- _Assignment_
Search the records below for "interpolated" and copy every line it turns up in.

### Data for review ###

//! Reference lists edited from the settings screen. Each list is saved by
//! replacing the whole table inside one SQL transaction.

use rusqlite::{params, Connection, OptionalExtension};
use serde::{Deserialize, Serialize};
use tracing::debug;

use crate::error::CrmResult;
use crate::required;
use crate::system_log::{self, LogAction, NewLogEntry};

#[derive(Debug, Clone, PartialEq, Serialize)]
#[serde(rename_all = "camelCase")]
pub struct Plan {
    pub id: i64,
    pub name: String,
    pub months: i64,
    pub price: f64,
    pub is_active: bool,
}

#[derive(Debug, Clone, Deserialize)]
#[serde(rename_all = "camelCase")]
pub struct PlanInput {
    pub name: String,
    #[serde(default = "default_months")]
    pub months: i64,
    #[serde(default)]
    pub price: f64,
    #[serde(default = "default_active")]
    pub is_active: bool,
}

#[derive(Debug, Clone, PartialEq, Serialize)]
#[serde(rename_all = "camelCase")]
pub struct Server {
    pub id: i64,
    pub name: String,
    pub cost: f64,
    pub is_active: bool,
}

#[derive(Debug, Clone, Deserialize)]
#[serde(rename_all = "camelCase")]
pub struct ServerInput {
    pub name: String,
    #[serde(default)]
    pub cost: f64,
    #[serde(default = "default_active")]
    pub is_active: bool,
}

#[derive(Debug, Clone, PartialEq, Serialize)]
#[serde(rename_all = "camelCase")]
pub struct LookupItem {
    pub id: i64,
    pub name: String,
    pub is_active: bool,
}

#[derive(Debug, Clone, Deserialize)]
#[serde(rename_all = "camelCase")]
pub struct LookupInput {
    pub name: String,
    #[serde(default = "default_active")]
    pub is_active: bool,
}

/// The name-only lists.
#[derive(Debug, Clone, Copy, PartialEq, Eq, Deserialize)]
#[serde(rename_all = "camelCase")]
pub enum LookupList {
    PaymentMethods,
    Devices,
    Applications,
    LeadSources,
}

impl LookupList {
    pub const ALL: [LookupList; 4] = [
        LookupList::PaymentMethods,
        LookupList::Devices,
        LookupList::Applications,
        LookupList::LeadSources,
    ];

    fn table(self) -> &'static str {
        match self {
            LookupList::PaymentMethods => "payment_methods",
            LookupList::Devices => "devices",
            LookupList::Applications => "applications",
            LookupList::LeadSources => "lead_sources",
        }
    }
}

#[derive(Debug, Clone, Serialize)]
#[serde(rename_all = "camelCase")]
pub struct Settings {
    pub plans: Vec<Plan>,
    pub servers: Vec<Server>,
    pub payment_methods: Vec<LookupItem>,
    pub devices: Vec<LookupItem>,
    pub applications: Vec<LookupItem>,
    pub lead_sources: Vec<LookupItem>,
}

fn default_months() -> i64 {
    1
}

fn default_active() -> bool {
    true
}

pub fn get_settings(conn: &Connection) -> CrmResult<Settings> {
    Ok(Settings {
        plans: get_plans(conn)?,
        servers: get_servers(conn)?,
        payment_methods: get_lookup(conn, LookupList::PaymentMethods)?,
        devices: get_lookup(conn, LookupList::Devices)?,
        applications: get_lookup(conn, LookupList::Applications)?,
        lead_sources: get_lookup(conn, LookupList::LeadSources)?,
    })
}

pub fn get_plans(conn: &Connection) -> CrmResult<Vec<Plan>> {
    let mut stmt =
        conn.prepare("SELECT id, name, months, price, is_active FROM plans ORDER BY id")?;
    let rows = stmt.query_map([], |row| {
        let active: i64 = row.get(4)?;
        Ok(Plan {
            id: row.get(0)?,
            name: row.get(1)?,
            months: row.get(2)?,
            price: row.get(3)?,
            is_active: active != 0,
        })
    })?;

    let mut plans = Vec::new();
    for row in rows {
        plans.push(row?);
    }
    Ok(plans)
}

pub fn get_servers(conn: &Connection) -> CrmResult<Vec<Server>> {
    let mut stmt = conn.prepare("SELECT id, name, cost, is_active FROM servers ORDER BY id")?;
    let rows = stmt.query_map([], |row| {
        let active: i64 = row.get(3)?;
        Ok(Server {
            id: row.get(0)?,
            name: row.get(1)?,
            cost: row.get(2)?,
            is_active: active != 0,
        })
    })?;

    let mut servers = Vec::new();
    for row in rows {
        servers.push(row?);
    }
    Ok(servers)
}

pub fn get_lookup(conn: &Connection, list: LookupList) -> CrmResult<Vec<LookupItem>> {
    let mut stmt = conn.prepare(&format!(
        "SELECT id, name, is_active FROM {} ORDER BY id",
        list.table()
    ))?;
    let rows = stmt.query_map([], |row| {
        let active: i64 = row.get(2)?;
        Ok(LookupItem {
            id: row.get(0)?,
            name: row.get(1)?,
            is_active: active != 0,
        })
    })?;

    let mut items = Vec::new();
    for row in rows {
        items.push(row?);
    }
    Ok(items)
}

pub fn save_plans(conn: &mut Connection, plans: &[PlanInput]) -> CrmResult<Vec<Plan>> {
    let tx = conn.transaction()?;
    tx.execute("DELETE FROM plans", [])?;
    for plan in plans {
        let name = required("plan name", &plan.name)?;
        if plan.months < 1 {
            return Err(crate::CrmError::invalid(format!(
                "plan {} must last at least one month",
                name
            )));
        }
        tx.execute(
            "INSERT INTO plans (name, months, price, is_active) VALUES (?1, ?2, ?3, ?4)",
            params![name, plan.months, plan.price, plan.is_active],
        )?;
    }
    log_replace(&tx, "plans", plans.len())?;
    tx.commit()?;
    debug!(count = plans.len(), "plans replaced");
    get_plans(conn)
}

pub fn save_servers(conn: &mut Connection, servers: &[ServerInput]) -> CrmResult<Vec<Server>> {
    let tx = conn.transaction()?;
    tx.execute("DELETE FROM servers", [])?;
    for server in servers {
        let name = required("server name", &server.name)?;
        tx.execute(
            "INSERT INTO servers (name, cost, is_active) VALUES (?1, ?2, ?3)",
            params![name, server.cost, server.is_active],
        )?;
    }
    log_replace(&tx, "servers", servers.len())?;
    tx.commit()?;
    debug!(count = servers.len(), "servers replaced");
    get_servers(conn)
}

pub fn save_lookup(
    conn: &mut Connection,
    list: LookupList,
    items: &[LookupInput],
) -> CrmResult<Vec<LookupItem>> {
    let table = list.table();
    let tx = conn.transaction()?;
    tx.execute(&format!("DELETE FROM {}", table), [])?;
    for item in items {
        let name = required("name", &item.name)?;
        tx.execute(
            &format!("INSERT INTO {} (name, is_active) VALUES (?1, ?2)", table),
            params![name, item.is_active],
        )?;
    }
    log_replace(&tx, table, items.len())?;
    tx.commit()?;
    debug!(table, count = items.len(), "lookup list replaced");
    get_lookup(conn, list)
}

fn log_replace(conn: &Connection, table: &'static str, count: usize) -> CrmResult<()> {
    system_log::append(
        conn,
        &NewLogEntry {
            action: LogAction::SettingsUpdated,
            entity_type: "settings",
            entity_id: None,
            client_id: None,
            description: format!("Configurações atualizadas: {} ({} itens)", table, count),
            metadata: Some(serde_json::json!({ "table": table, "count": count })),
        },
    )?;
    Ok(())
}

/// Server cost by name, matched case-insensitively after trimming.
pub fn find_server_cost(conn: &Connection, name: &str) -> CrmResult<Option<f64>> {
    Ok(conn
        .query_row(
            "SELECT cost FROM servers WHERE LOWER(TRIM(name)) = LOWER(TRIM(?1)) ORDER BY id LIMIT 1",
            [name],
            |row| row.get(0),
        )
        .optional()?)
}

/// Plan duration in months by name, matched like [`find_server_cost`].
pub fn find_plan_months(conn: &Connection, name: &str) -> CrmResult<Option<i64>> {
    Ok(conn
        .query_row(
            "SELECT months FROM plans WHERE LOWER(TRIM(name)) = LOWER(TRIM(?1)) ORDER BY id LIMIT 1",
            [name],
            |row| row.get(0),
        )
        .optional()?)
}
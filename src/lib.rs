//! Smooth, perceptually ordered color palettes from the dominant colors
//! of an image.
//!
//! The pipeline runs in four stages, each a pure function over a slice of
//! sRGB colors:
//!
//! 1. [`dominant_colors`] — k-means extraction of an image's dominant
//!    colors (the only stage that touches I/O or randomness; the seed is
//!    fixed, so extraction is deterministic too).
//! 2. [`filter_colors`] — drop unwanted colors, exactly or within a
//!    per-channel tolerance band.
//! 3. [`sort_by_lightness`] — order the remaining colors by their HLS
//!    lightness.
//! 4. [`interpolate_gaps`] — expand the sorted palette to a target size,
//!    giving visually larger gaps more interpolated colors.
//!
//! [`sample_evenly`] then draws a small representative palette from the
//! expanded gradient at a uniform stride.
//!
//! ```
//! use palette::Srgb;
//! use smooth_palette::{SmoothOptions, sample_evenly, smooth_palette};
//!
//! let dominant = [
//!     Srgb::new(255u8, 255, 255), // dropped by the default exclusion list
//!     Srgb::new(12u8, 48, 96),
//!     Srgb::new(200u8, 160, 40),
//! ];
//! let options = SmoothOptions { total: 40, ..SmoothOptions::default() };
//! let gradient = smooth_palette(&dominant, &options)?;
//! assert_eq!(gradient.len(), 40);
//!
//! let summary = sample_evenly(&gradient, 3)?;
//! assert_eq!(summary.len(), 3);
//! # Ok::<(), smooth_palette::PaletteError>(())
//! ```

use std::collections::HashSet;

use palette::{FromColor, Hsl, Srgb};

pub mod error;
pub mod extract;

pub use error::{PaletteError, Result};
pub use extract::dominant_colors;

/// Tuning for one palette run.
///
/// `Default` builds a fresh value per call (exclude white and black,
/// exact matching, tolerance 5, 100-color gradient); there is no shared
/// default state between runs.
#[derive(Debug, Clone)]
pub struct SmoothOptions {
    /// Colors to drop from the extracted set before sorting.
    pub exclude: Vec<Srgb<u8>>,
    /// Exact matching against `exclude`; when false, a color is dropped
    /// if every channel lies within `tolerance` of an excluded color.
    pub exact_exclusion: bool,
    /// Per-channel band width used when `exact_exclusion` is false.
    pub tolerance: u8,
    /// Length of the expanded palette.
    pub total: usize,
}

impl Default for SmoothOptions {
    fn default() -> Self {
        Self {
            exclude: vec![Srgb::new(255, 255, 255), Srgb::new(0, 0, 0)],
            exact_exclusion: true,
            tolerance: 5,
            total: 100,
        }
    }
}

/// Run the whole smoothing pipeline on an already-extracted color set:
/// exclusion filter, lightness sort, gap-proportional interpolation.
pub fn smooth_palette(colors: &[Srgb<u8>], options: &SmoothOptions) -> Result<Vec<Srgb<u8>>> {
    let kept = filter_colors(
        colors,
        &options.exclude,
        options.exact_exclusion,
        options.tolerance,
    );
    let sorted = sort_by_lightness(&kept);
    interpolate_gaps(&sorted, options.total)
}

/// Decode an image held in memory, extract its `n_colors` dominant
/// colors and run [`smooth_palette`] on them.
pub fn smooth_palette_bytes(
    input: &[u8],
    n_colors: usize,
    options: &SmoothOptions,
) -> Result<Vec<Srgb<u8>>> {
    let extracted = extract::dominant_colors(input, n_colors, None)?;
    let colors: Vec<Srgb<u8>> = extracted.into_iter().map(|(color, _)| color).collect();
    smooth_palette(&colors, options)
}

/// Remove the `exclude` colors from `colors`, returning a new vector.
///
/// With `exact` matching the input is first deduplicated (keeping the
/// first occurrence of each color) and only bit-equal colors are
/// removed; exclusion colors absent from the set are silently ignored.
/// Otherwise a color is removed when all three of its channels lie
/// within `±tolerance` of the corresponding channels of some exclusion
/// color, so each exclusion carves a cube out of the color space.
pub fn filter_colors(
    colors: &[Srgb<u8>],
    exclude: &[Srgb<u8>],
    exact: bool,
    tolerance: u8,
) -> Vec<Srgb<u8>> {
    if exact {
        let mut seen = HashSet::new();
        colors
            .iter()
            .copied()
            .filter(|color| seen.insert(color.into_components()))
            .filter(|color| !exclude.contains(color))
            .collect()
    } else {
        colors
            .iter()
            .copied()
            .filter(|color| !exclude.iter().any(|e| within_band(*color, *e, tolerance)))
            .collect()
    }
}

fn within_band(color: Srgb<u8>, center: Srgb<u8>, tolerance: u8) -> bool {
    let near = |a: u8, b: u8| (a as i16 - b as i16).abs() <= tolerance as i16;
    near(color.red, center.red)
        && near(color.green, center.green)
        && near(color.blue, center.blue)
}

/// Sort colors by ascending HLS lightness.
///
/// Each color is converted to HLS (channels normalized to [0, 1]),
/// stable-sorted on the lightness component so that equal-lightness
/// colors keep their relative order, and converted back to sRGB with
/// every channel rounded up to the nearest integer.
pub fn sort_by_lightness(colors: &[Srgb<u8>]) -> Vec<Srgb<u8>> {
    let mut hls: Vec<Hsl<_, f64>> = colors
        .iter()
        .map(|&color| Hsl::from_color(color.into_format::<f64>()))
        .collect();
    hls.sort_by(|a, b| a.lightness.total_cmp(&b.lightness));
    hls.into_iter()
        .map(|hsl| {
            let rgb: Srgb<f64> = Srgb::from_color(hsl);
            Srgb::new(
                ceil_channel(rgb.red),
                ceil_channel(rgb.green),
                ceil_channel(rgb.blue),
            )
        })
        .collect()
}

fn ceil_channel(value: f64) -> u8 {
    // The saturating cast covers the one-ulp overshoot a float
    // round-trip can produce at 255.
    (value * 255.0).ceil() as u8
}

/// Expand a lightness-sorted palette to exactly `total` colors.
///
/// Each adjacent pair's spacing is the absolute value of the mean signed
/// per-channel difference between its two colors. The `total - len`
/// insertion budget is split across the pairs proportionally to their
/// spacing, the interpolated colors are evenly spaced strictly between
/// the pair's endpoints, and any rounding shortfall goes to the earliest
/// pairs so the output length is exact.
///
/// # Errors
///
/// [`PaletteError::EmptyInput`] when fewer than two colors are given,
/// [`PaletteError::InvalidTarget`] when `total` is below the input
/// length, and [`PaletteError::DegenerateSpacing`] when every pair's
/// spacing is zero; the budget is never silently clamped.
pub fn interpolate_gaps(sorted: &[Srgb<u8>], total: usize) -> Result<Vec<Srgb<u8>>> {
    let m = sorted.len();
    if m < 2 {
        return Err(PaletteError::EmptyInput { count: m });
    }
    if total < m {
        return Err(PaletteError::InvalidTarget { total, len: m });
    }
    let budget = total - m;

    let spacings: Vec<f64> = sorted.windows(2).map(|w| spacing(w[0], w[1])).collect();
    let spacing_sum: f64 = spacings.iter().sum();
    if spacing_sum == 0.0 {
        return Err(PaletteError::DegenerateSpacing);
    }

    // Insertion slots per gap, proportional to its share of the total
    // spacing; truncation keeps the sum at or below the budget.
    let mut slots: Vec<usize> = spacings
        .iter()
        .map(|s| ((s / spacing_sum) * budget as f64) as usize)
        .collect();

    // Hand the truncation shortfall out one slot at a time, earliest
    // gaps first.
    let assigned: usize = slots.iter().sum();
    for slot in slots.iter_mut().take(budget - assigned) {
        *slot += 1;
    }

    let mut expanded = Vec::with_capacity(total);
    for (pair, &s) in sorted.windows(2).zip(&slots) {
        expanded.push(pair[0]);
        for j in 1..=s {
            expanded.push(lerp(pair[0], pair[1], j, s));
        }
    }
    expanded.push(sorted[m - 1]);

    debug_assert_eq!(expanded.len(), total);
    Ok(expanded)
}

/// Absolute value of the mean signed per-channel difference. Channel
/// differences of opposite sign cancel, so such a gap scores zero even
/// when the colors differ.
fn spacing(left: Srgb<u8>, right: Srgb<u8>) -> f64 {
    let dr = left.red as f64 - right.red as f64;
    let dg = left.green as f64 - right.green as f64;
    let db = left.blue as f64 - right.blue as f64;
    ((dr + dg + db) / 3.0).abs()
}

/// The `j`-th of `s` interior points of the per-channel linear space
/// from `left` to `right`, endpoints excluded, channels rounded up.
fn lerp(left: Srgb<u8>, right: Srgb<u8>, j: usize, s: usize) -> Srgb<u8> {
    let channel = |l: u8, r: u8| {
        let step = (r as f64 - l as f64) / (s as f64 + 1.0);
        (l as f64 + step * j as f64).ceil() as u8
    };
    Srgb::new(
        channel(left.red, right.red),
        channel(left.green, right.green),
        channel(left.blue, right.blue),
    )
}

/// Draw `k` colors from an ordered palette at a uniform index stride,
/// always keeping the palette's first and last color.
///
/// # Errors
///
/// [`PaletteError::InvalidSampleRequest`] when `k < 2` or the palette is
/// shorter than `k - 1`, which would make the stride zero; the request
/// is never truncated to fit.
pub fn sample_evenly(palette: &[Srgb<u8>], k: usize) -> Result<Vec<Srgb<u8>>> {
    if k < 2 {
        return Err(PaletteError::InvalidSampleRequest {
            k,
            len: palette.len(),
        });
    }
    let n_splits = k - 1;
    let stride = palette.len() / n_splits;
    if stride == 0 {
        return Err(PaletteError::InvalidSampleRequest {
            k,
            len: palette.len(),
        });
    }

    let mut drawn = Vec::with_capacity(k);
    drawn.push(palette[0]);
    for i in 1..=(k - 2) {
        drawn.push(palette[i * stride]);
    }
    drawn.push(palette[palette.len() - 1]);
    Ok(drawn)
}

###

- _Exercise solution_
//!    giving visually larger gaps more interpolated colors.
/// spacing, the interpolated colors are evenly spaced strictly between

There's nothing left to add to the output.